Une femme, samedi dernier, venue avec un récépissé de demande de titre de séjour qui ne l’autorise pas à travailler. Elle parle le français correctement, mais elle est un peu hésitante. Elle pleure. Elle a travaillé sans être déclarée pendant plusieurs années, mais son employeur a cessé de lui fournir du travail. Elle n’a reçu aucune lettre de licenciement. Rien. Son employeur ne lui répond plus. Elle n’a plus de revenu. Elle a deux enfants. Elle dispose pourtant d’une promesse d’embauche, signée par un autre employeur. Il suffit que la préfecture lui accorde son titre de séjour.. mais rien, toujours rien. Elle renouvelle sa demande tous les trois mois. Et attend. Elle ne sait d’ailleurs plus vraiment ce qu’elle attend : un titre de séjour ou l’expulsion, la faim aussi, la maladie, le trépas ?

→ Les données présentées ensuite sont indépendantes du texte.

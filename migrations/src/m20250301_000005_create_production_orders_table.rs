use sea_orm_migration::prelude::*;

#[derive(DeriveMigrationName)]
pub struct Migration;

#[async_trait::async_trait]
impl MigrationTrait for Migration {
    async fn up(&self, manager: &SchemaManager) -> Result<(), DbErr> {
        manager
            .create_table(
                Table::create()
                    .table(ProductionOrders::Table)
                    .if_not_exists()
                    .col(
                        ColumnDef::new(ProductionOrders::Id)
                            .uuid()
                            .primary_key()
                            .not_null(),
                    )
                    .col(ColumnDef::new(ProductionOrders::OrderId).uuid().not_null())
                    .col(
                        ColumnDef::new(ProductionOrders::OrderNumber)
                            .string()
                            .not_null(),
                    )
                    .col(
                        ColumnDef::new(ProductionOrders::SupplierId)
                            .uuid()
                            .not_null(),
                    )
                    .col(
                        ColumnDef::new(ProductionOrders::SupplierName)
                            .string()
                            .not_null(),
                    )
                    .col(
                        ColumnDef::new(ProductionOrders::Items)
                            .json_binary()
                            .not_null(),
                    )
                    .col(
                        ColumnDef::new(ProductionOrders::EstimatedCost)
                            .decimal()
                            .not_null(),
                    )
                    .col(ColumnDef::new(ProductionOrders::ActualCost).decimal().null())
                    .col(
                        ColumnDef::new(ProductionOrders::CostVariance)
                            .decimal()
                            .null(),
                    )
                    .col(
                        ColumnDef::new(ProductionOrders::Status)
                            .string_len(32)
                            .not_null(),
                    )
                    .col(
                        ColumnDef::new(ProductionOrders::StatusHistory)
                            .json_binary()
                            .not_null(),
                    )
                    .col(
                        ColumnDef::new(ProductionOrders::QcChecks)
                            .json_binary()
                            .not_null(),
                    )
                    .col(
                        ColumnDef::new(ProductionOrders::SupplierOrderId)
                            .string()
                            .null(),
                    )
                    .col(
                        ColumnDef::new(ProductionOrders::OrderedAt)
                            .timestamp_with_time_zone()
                            .not_null(),
                    )
                    .col(
                        ColumnDef::new(ProductionOrders::ExpectedCompletionDate)
                            .timestamp_with_time_zone()
                            .null(),
                    )
                    .col(
                        ColumnDef::new(ProductionOrders::ActualCompletionDate)
                            .timestamp_with_time_zone()
                            .null(),
                    )
                    .col(
                        ColumnDef::new(ProductionOrders::CreatedAt)
                            .timestamp_with_time_zone()
                            .not_null(),
                    )
                    .col(
                        ColumnDef::new(ProductionOrders::UpdatedAt)
                            .timestamp_with_time_zone()
                            .null(),
                    )
                    .foreign_key(
                        ForeignKey::create()
                            .name("fk_production_orders_order_id")
                            .from(ProductionOrders::Table, ProductionOrders::OrderId)
                            .to(
                                super::m20250301_000002_create_orders_table::Orders::Table,
                                super::m20250301_000002_create_orders_table::Orders::Id,
                            ),
                    )
                    .foreign_key(
                        ForeignKey::create()
                            .name("fk_production_orders_supplier_id")
                            .from(ProductionOrders::Table, ProductionOrders::SupplierId)
                            .to(
                                super::m20250301_000001_create_suppliers_table::Suppliers::Table,
                                super::m20250301_000001_create_suppliers_table::Suppliers::Id,
                            ),
                    )
                    .to_owned(),
            )
            .await?;

        // resume lookups are by (order, supplier)
        manager
            .create_index(
                Index::create()
                    .name("idx_production_orders_order_id_supplier_id")
                    .table(ProductionOrders::Table)
                    .col(ProductionOrders::OrderId)
                    .col(ProductionOrders::SupplierId)
                    .to_owned(),
            )
            .await?;

        manager
            .create_index(
                Index::create()
                    .name("idx_production_orders_status")
                    .table(ProductionOrders::Table)
                    .col(ProductionOrders::Status)
                    .to_owned(),
            )
            .await
    }

    async fn down(&self, manager: &SchemaManager) -> Result<(), DbErr> {
        manager
            .drop_table(Table::drop().table(ProductionOrders::Table).to_owned())
            .await
    }
}

#[derive(DeriveIden)]
pub enum ProductionOrders {
    Table,
    Id,
    OrderId,
    OrderNumber,
    SupplierId,
    SupplierName,
    Items,
    EstimatedCost,
    CostVariance,
    ActualCost,
    Status,
    StatusHistory,
    QcChecks,
    SupplierOrderId,
    OrderedAt,
    ExpectedCompletionDate,
    ActualCompletionDate,
    CreatedAt,
    UpdatedAt,
}
use rust_decimal::Decimal;
use sea_orm::entity::prelude::*;
use serde::{Deserialize, Serialize};
use uuid::Uuid;

#[derive(Clone, Debug, PartialEq, DeriveEntityModel, Serialize, Deserialize)]
#[sea_orm(table_name = "order_items")]
pub struct Model {
    #[sea_orm(primary_key, auto_increment = false)]
    pub id: Uuid,
    pub order_id: Uuid,
    pub internal_sku: String,
    pub variant_id: Uuid,
    pub product_name: String,
    pub quantity: i32,
    pub unit_price: Decimal,
}

#[derive(Copy, Clone, Debug, EnumIter, DeriveRelation)]
pub enum Relation {
    #[sea_orm(
        belongs_to = "super::order::Entity",
        from = "Column::OrderId",
        to = "super::order::Column::Id"
    )]
    Order,
}

impl Related<super::order::Entity> for Entity {
    fn to() -> RelationDef {
        Relation::Order.def()
    }
}

impl ActiveModelBehavior for ActiveModel {}
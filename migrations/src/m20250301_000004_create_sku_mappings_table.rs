use sea_orm_migration::prelude::*;

#[derive(DeriveMigrationName)]
pub struct Migration;

#[async_trait::async_trait]
impl MigrationTrait for Migration {
    async fn up(&self, manager: &SchemaManager) -> Result<(), DbErr> {
        manager
            .create_table(
                Table::create()
                    .table(SkuMappings::Table)
                    .if_not_exists()
                    .col(
                        ColumnDef::new(SkuMappings::Id)
                            .uuid()
                            .primary_key()
                            .not_null(),
                    )
                    .col(ColumnDef::new(SkuMappings::InternalSku).string().not_null())
                    .col(ColumnDef::new(SkuMappings::SupplierId).uuid().not_null())
                    .col(ColumnDef::new(SkuMappings::SupplierSku).string().not_null())
                    .col(ColumnDef::new(SkuMappings::Cost).decimal().not_null())
                    .col(
                        ColumnDef::new(SkuMappings::IsAvailable)
                            .boolean()
                            .not_null()
                            .default(true),
                    )
                    .col(
                        ColumnDef::new(SkuMappings::StockQuantity)
                            .integer()
                            .not_null()
                            .default(0),
                    )
                    .col(
                        ColumnDef::new(SkuMappings::SyncStatus)
                            .string()
                            .not_null()
                            .default("active"),
                    )
                    .col(
                        ColumnDef::new(SkuMappings::LastSyncedAt)
                            .timestamp_with_time_zone()
                            .null(),
                    )
                    .foreign_key(
                        ForeignKey::create()
                            .name("fk_sku_mappings_supplier_id")
                            .from(SkuMappings::Table, SkuMappings::SupplierId)
                            .to(
                                super::m20250301_000001_create_suppliers_table::Suppliers::Table,
                                super::m20250301_000001_create_suppliers_table::Suppliers::Id,
                            ),
                    )
                    .to_owned(),
            )
            .await?;

        // the upsert natural key
        manager
            .create_index(
                Index::create()
                    .name("uq_sku_mappings_internal_sku_supplier_id")
                    .table(SkuMappings::Table)
                    .col(SkuMappings::InternalSku)
                    .col(SkuMappings::SupplierId)
                    .unique()
                    .to_owned(),
            )
            .await
    }

    async fn down(&self, manager: &SchemaManager) -> Result<(), DbErr> {
        manager
            .drop_table(Table::drop().table(SkuMappings::Table).to_owned())
            .await
    }
}

#[derive(DeriveIden)]
pub enum SkuMappings {
    Table,
    Id,
    InternalSku,
    SupplierId,
    SupplierSku,
    Cost,
    IsAvailable,
    StockQuantity,
    SyncStatus,
    LastSyncedAt,
}
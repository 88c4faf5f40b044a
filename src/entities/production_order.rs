use chrono::{DateTime, Utc};
use rust_decimal::Decimal;
use sea_orm::entity::prelude::*;
use sea_orm::FromJsonQueryResult;
use serde::{Deserialize, Serialize};
use strum::{Display, EnumString};
use uuid::Uuid;

/// Production order lifecycle.
///
/// ```text
/// pending -> confirmed -> in_production -> qc_check -> completed
///                                 ^            |
///                                 +------------+   (re-production)
/// ```
/// `failed` is reachable from every non-terminal state, `cancelled` from any
/// non-terminal state. Terminal states: completed, failed, cancelled.
#[derive(
    Clone,
    Copy,
    Debug,
    PartialEq,
    Eq,
    EnumIter,
    DeriveActiveEnum,
    Serialize,
    Deserialize,
    Display,
    EnumString,
)]
#[sea_orm(rs_type = "String", db_type = "String(StringLen::N(32))")]
#[serde(rename_all = "snake_case")]
#[strum(serialize_all = "snake_case")]
pub enum ProductionOrderStatus {
    #[sea_orm(string_value = "pending")]
    Pending,
    #[sea_orm(string_value = "confirmed")]
    Confirmed,
    #[sea_orm(string_value = "in_production")]
    InProduction,
    #[sea_orm(string_value = "qc_check")]
    QcCheck,
    #[sea_orm(string_value = "completed")]
    Completed,
    #[sea_orm(string_value = "failed")]
    Failed,
    #[sea_orm(string_value = "cancelled")]
    Cancelled,
}

impl ProductionOrderStatus {
    pub fn is_terminal(&self) -> bool {
        matches!(
            self,
            ProductionOrderStatus::Completed
                | ProductionOrderStatus::Failed
                | ProductionOrderStatus::Cancelled
        )
    }

    /// Forward transitions allowed from this status, excluding `cancelled`
    /// which is reachable from any non-terminal state.
    pub fn allowed_transitions(&self) -> &'static [ProductionOrderStatus] {
        use ProductionOrderStatus::*;
        match self {
            Pending => &[Confirmed, Failed],
            Confirmed => &[InProduction, Failed],
            InProduction => &[QcCheck, Failed],
            QcCheck => &[Completed, InProduction, Failed],
            Completed | Failed | Cancelled => &[],
        }
    }

    pub fn can_transition_to(&self, next: ProductionOrderStatus) -> bool {
        if next == ProductionOrderStatus::Cancelled {
            return !self.is_terminal();
        }
        self.allowed_transitions().contains(&next)
    }
}

/// Status deterministically produced by a QC outcome.
pub fn qc_outcome_status(passed: bool) -> ProductionOrderStatus {
    if passed {
        ProductionOrderStatus::QcCheck
    } else {
        ProductionOrderStatus::Failed
    }
}

/// One supplier-resolved line item of a production order.
#[derive(Clone, Debug, PartialEq, Serialize, Deserialize)]
pub struct ProductionItem {
    pub internal_sku: String,
    pub supplier_sku: String,
    pub variant_id: Uuid,
    pub product_name: String,
    pub quantity: i32,
    pub unit_cost: Decimal,
    pub total_cost: Decimal,
}

#[derive(Clone, Debug, Default, PartialEq, Serialize, Deserialize, FromJsonQueryResult)]
pub struct ProductionItems(pub Vec<ProductionItem>);

/// Append-only status history entry.
#[derive(Clone, Debug, PartialEq, Serialize, Deserialize)]
pub struct StatusHistoryEntry {
    pub status: ProductionOrderStatus,
    pub actor: String,
    pub note: Option<String>,
    pub timestamp: DateTime<Utc>,
}

#[derive(Clone, Debug, Default, PartialEq, Serialize, Deserialize, FromJsonQueryResult)]
pub struct StatusHistory(pub Vec<StatusHistoryEntry>);

/// Quality-control inspection record.
#[derive(Clone, Debug, PartialEq, Serialize, Deserialize)]
pub struct QcCheck {
    pub checked_by: String,
    pub passed: bool,
    pub photos: Vec<String>,
    pub notes: Option<String>,
    pub issues: Vec<String>,
    pub checked_at: DateTime<Utc>,
}

#[derive(Clone, Debug, Default, PartialEq, Serialize, Deserialize, FromJsonQueryResult)]
pub struct QcChecks(pub Vec<QcCheck>);

/// One production order per `(order, supplier)` pair. Never deleted; only
/// status-terminated.
#[derive(Clone, Debug, PartialEq, DeriveEntityModel, Serialize, Deserialize)]
#[sea_orm(table_name = "production_orders")]
pub struct Model {
    #[sea_orm(primary_key, auto_increment = false)]
    pub id: Uuid,
    pub order_id: Uuid,
    pub order_number: String,
    pub supplier_id: Uuid,
    pub supplier_name: String,
    #[sea_orm(column_type = "JsonBinary")]
    pub items: ProductionItems,
    pub estimated_cost: Decimal,
    pub actual_cost: Option<Decimal>,
    pub cost_variance: Option<Decimal>,
    pub status: ProductionOrderStatus,
    #[sea_orm(column_type = "JsonBinary")]
    pub status_history: StatusHistory,
    #[sea_orm(column_type = "JsonBinary")]
    pub qc_checks: QcChecks,
    /// Remote partner order id, set once the partner accepts the order
    pub supplier_order_id: Option<String>,
    pub ordered_at: DateTime<Utc>,
    pub expected_completion_date: Option<DateTime<Utc>>,
    pub actual_completion_date: Option<DateTime<Utc>>,
    pub created_at: DateTime<Utc>,
    pub updated_at: Option<DateTime<Utc>>,
}

impl Model {
    /// Derived predicate, never stored: pending or in-production past its
    /// expected completion date.
    pub fn is_delayed(&self, now: DateTime<Utc>) -> bool {
        matches!(
            self.status,
            ProductionOrderStatus::Pending | ProductionOrderStatus::InProduction
        ) && self
            .expected_completion_date
            .map(|expected| expected < now)
            .unwrap_or(false)
    }

    /// Most recent QC record, if any.
    pub fn last_qc_check(&self) -> Option<&QcCheck> {
        self.qc_checks.0.last()
    }
}

#[derive(Copy, Clone, Debug, EnumIter, DeriveRelation)]
pub enum Relation {
    #[sea_orm(
        belongs_to = "super::order::Entity",
        from = "Column::OrderId",
        to = "super::order::Column::Id"
    )]
    Order,
    #[sea_orm(
        belongs_to = "super::supplier::Entity",
        from = "Column::SupplierId",
        to = "super::supplier::Column::Id"
    )]
    Supplier,
}

impl Related<super::order::Entity> for Entity {
    fn to() -> RelationDef {
        Relation::Order.def()
    }
}

impl Related<super::supplier::Entity> for Entity {
    fn to() -> RelationDef {
        Relation::Supplier.def()
    }
}

impl ActiveModelBehavior for ActiveModel {}
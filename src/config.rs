use config::{Config, ConfigError, Environment, File};
use serde::Deserialize;
use std::collections::HashMap;
use std::path::Path;
use tracing::info;
use validator::Validate;

/// Default values for configuration
const DEFAULT_LOG_LEVEL: &str = "info";
const DEFAULT_ENV: &str = "development";
const CONFIG_DIR: &str = "config";
const DEFAULT_QUEUE_CONCURRENCY: usize = 5;
const DEFAULT_QUEUE_MAX_ATTEMPTS: u32 = 3;
const DEFAULT_ADAPTER_TIMEOUT_SECS: u64 = 30;
const DEFAULT_ADAPTER_MAX_ATTEMPTS: u32 = 3;

/// Job queue configuration
#[derive(Clone, Debug, Deserialize, Validate)]
#[serde(deny_unknown_fields)]
pub struct QueueConfig {
    /// Number of job instances processed concurrently
    #[serde(default = "default_queue_concurrency")]
    pub concurrency: usize,

    /// Queue-level retry budget for a failed job
    #[serde(default = "default_queue_max_attempts")]
    pub max_attempts: u32,
}

impl Default for QueueConfig {
    fn default() -> Self {
        Self {
            concurrency: default_queue_concurrency(),
            max_attempts: default_queue_max_attempts(),
        }
    }
}

/// Per-supplier adapter configuration, keyed by adapter kind (e.g. "printful")
#[derive(Clone, Debug, Deserialize, Validate)]
#[serde(deny_unknown_fields)]
pub struct SupplierConfig {
    /// Partner API base URL
    #[validate(url)]
    pub base_url: String,

    /// Partner API key (bearer token)
    pub api_key: String,

    /// Per-call HTTP timeout in seconds
    #[serde(default = "default_adapter_timeout_secs")]
    pub timeout_secs: u64,

    /// Attempt budget for the resilient request wrapper
    #[serde(default = "default_adapter_max_attempts")]
    pub max_attempts: u32,
}

/// Alerting collaborator configuration
#[derive(Clone, Debug, Default, Deserialize, Validate)]
#[serde(deny_unknown_fields)]
pub struct AlertConfig {
    /// Webhook URL alerts are posted to; alerts are disabled when unset
    pub webhook_url: Option<String>,
}

/// Application configuration structure with validation
#[derive(Clone, Debug, Deserialize, Validate)]
#[serde(deny_unknown_fields)]
pub struct AppConfig {
    /// Database connection URL
    pub database_url: String,

    /// Application environment
    #[serde(default = "default_environment")]
    pub environment: String,

    /// Logging level
    #[serde(default = "default_log_level")]
    pub log_level: String,

    /// Job queue settings
    #[serde(default)]
    pub queue: QueueConfig,

    /// Alerting collaborator settings
    #[serde(default)]
    pub alerts: AlertConfig,

    /// Supplier adapters, keyed by adapter kind
    #[serde(default)]
    pub suppliers: HashMap<String, SupplierConfig>,
}

fn default_log_level() -> String {
    DEFAULT_LOG_LEVEL.to_string()
}

fn default_environment() -> String {
    DEFAULT_ENV.to_string()
}

fn default_queue_concurrency() -> usize {
    DEFAULT_QUEUE_CONCURRENCY
}

fn default_queue_max_attempts() -> u32 {
    DEFAULT_QUEUE_MAX_ATTEMPTS
}

fn default_adapter_timeout_secs() -> u64 {
    DEFAULT_ADAPTER_TIMEOUT_SECS
}

fn default_adapter_max_attempts() -> u32 {
    DEFAULT_ADAPTER_MAX_ATTEMPTS
}

impl AppConfig {
    pub fn is_production(&self) -> bool {
        self.environment == "production"
    }
}

/// Loads configuration from `config/default.toml`, an optional
/// per-environment file, and `FULFILLMENT__*` environment variables
/// (later sources override earlier ones).
pub fn load_config() -> Result<AppConfig, ConfigError> {
    let environment = std::env::var("RUN_ENV").unwrap_or_else(|_| DEFAULT_ENV.to_string());
    let config_dir = Path::new(CONFIG_DIR);

    let settings = Config::builder()
        .add_source(File::from(config_dir.join("default")).required(false))
        .add_source(File::from(config_dir.join(&environment)).required(false))
        .add_source(
            Environment::with_prefix("FULFILLMENT")
                .separator("__")
                .try_parsing(true),
        )
        .build()?;

    let app_config: AppConfig = settings.try_deserialize()?;

    app_config
        .validate()
        .map_err(|e| ConfigError::Message(format!("Invalid configuration: {}", e)))?;

    info!(
        environment = %app_config.environment,
        suppliers = app_config.suppliers.len(),
        "Configuration loaded"
    );

    Ok(app_config)
}
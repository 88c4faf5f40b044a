use chrono::{DateTime, Utc};
use sea_orm::entity::prelude::*;
use sea_orm::FromJsonQueryResult;
use serde::{Deserialize, Serialize};
use uuid::Uuid;
use validator::Validate;

/// Uuid list stored as a JSON column; holds the production order references
/// the orchestrator appends after a successful dispatch.
#[derive(Clone, Debug, Default, PartialEq, Eq, Serialize, Deserialize, FromJsonQueryResult)]
pub struct ProductionOrderRefs(pub Vec<Uuid>);

/// Structured shipping address stored as a JSON column; forwarded to the
/// supplier adapter on dispatch.
#[derive(Clone, Debug, PartialEq, Eq, Serialize, Deserialize, FromJsonQueryResult)]
pub struct ShippingAddressData {
    pub name: String,
    pub address1: String,
    pub address2: Option<String>,
    pub city: String,
    pub state: Option<String>,
    pub country: String,
    pub zip: String,
    pub phone: Option<String>,
}

#[derive(Clone, Debug, PartialEq, DeriveEntityModel, Serialize, Deserialize, Validate)]
#[sea_orm(table_name = "orders")]
pub struct Model {
    #[sea_orm(primary_key, auto_increment = false)]
    pub id: Uuid,

    #[validate(length(
        min = 1,
        max = 50,
        message = "Order number must be between 1 and 50 characters"
    ))]
    pub order_number: String,

    pub customer_id: Uuid,
    pub status: String,
    pub production_status: Option<String>,
    pub production_started_at: Option<DateTime<Utc>>,
    #[sea_orm(column_type = "JsonBinary")]
    pub production_order_refs: ProductionOrderRefs,
    #[sea_orm(column_type = "JsonBinary", nullable)]
    pub shipping_address: Option<ShippingAddressData>,
    pub notes: Option<String>,
    pub created_at: DateTime<Utc>,
    pub updated_at: Option<DateTime<Utc>>,
    pub version: i32,
}

#[derive(Copy, Clone, Debug, EnumIter, DeriveRelation)]
pub enum Relation {
    #[sea_orm(has_many = "super::order_item::Entity")]
    OrderItem,
    #[sea_orm(has_many = "super::production_order::Entity")]
    ProductionOrder,
}

impl Related<super::order_item::Entity> for Entity {
    fn to() -> RelationDef {
        Relation::OrderItem.def()
    }
}

impl Related<super::production_order::Entity> for Entity {
    fn to() -> RelationDef {
        Relation::ProductionOrder.def()
    }
}

impl ActiveModelBehavior for ActiveModel {}

#[cfg(test)]
mod tests {
    use super::*;

    #[test]
    fn shipping_address_round_trips_through_json() {
        let address = ShippingAddressData {
            name: "Jamie Doe".to_string(),
            address1: "1 Main St".to_string(),
            address2: None,
            city: "Portland".to_string(),
            state: Some("OR".to_string()),
            country: "US".to_string(),
            zip: "97201".to_string(),
            phone: None,
        };

        let value = serde_json::to_value(&address).unwrap();
        let back: ShippingAddressData = serde_json::from_value(value).unwrap();
        assert_eq!(back, address);
    }

    #[test]
    fn production_order_refs_serialize_as_a_json_array() {
        let refs = ProductionOrderRefs(vec![Uuid::new_v4(), Uuid::new_v4()]);
        let value = serde_json::to_value(&refs).unwrap();
        assert!(value.is_array());
        let back: ProductionOrderRefs = serde_json::from_value(value).unwrap();
        assert_eq!(back, refs);
    }
}
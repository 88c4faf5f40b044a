//! Supplier routing engine.
//!
//! Partitions a flat list of order line items into per-supplier routes plus
//! an unroutable remainder. Stateless given its data-access dependency: it
//! reads the translation table and writes nothing.

use rust_decimal::Decimal;
use serde::{Deserialize, Serialize};
use std::collections::HashMap;
use std::sync::Arc;
use tracing::{debug, info, instrument, warn};
use uuid::Uuid;

use crate::errors::ServiceError;
use crate::services::sku_translation::{ActiveMapping, SkuMappingStore};

/// Supplier-agnostic input shape, flattened from the order's line items.
#[derive(Debug, Clone, PartialEq, Serialize, Deserialize)]
pub struct RoutableItem {
    pub internal_sku: String,
    pub variant_id: Uuid,
    pub quantity: i32,
    pub product_name: String,
}

/// A line item resolved against one supplier's translation row.
#[derive(Debug, Clone, PartialEq, Serialize, Deserialize)]
pub struct RoutedItem {
    pub internal_sku: String,
    pub supplier_sku: String,
    pub variant_id: Uuid,
    pub product_name: String,
    pub quantity: i32,
    pub unit_cost: Decimal,
}

/// All items routed to one supplier, with the accumulated estimated cost.
#[derive(Debug, Clone, PartialEq, Serialize, Deserialize)]
pub struct SupplierRoute {
    pub supplier_id: Uuid,
    pub supplier_name: String,
    pub adapter_kind: String,
    pub items: Vec<RoutedItem>,
    pub estimated_cost: Decimal,
}

/// Per-job routing result. Invariant: every input item appears in exactly
/// one of `routes[*].items` or `unroutable_items` — never both, never
/// dropped. Ephemeral; never persisted independently.
#[derive(Debug, Clone, Default, Serialize, Deserialize)]
pub struct RoutingPlan {
    pub routes: HashMap<Uuid, SupplierRoute>,
    pub unroutable_items: Vec<RoutableItem>,
}

impl RoutingPlan {
    pub fn is_empty(&self) -> bool {
        self.routes.is_empty() && self.unroutable_items.is_empty()
    }

    pub fn routed_item_count(&self) -> usize {
        self.routes.values().map(|r| r.items.len()).sum()
    }
}

/// Tie-break policy applied when a SKU has more than one eligible supplier.
///
/// The upstream system resolved this by collection order, which is not a
/// business rule anyone chose. The policy here is explicit and total: the
/// supplier-id fallback makes the ranking deterministic for equal costs.
#[derive(Debug, Clone, Copy, Default, PartialEq, Eq)]
pub enum TieBreak {
    /// Cheapest unit cost wins; equal costs fall back to supplier id order.
    #[default]
    LowestCost,
}

/// Ranks eligible mappings under the given policy; the first entry wins.
pub fn rank_mappings(mut candidates: Vec<ActiveMapping>, tie_break: TieBreak) -> Vec<ActiveMapping> {
    match tie_break {
        TieBreak::LowestCost => {
            candidates.sort_by(|a, b| {
                a.cost
                    .cmp(&b.cost)
                    .then_with(|| a.supplier_id.cmp(&b.supplier_id))
            });
        }
    }
    candidates
}

pub struct RoutingEngine {
    store: Arc<dyn SkuMappingStore>,
    tie_break: TieBreak,
}

impl RoutingEngine {
    pub fn new(store: Arc<dyn SkuMappingStore>) -> Self {
        Self {
            store,
            tie_break: TieBreak::default(),
        }
    }

    pub fn with_tie_break(store: Arc<dyn SkuMappingStore>, tie_break: TieBreak) -> Self {
        Self { store, tie_break }
    }

    /// Selects a supplier mapping for one item: routing-visible rows with
    /// sufficient stock, ranked by the tie-break policy.
    async fn select_mapping(
        &self,
        item: &RoutableItem,
    ) -> Result<Option<ActiveMapping>, ServiceError> {
        let candidates = self.store.find_active(&item.internal_sku).await?;
        if candidates.is_empty() {
            return Ok(None);
        }

        let eligible: Vec<ActiveMapping> = candidates
            .into_iter()
            .filter(|m| m.stock_quantity >= item.quantity)
            .collect();
        if eligible.is_empty() {
            warn!(
                internal_sku = %item.internal_sku,
                quantity = item.quantity,
                "No supplier has sufficient stock"
            );
            return Ok(None);
        }

        Ok(rank_mappings(eligible, self.tie_break).into_iter().next())
    }

    /// Produces the routing plan for an order's line items. Zero input items
    /// yield an empty plan; the caller treats that as a no-op success.
    #[instrument(skip(self, items), fields(item_count = items.len()))]
    pub async fn route_order(&self, items: &[RoutableItem]) -> Result<RoutingPlan, ServiceError> {
        let mut plan = RoutingPlan::default();

        for item in items {
            let Some(mapping) = self.select_mapping(item).await? else {
                debug!(internal_sku = %item.internal_sku, "Item is unroutable");
                plan.unroutable_items.push(item.clone());
                continue;
            };

            let route = plan
                .routes
                .entry(mapping.supplier_id)
                .or_insert_with(|| SupplierRoute {
                    supplier_id: mapping.supplier_id,
                    supplier_name: mapping.supplier_name.clone(),
                    adapter_kind: mapping.adapter_kind.clone(),
                    items: Vec::new(),
                    estimated_cost: Decimal::ZERO,
                });

            route.estimated_cost += mapping.cost * Decimal::from(item.quantity);
            route.items.push(RoutedItem {
                internal_sku: item.internal_sku.clone(),
                supplier_sku: mapping.supplier_sku,
                variant_id: item.variant_id,
                product_name: item.product_name.clone(),
                quantity: item.quantity,
                unit_cost: mapping.cost,
            });
        }

        info!(
            suppliers = plan.routes.len(),
            routed = plan.routed_item_count(),
            unroutable = plan.unroutable_items.len(),
            "Routing complete"
        );

        Ok(plan)
    }
}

Une femme encore, il y a quelque mois. En situation régulière cette fois. Elle recevait un bulletin de salaire chaque mois, depuis 15 ans. Sur sa fiche de salaire apparaît toutes les cotisations sociales nécessaires. C’était un mensonge. Elle a reçu sa première pension de retraite : 43 euros. Elle apprend par la caisse de retraite qu’elle n’a jamais été déclarée par son employeur. Elle doit maintenant vieillir avec 43 euros par mois. Et lorsque j’évoque la possibilité d’agir contre son employeur, ses angoisses surgissent : “est-ce que je risque de perdre mon titre de séjour ?”.
Un homme, cette fois. Je l’ai rencontré, il y a un an. Son souvenir m’émeut encore. Il travaille dans un kebab. De 20h le soir, jusqu’à 10h le lendemain. 14h par jour. Du lundi au dimanche. Sans jour de repos. Il n’a pas eu de vacances depuis 3 ans. Son récit me paraissait invraisemblable. Pourtant, tout était vrai. Il travaille, de nuit, 14 heures par jour, tous les jours de la semaine, toutes les semaines du mois, et tous les mois de l’année. Il m’a expliqué que sa situation ne lui permettait pas de changer de travail. Ce travail pour lui, c’était son moyen de subsistance quotidien et l’espoir d’une régularisation future. De mon point de vue, sa situation relevait de la traite des êtres humains. Je me suis indigné, et j’ai envisagé de saisir l’inspection du travail. Or, ce terme “inspection du travail” évoquait, pour lui, une institution étatique. Synonyme, à ces yeux, de rétention administrative, puis d’expulsion. Il a refusé mon aide. Avec mon syndicat, nous avons tenté de le recontacter plusieurs fois, sans succès.
Ce soir, vous choisirez ou non de lever votre main, une formalité législative pour vous, la misère aggravée pour des milliers d’entre nous.
Madame la députée, si vous votez ce texte, faites-le la main tremblante, ce sont des vies entières que vous condamnez.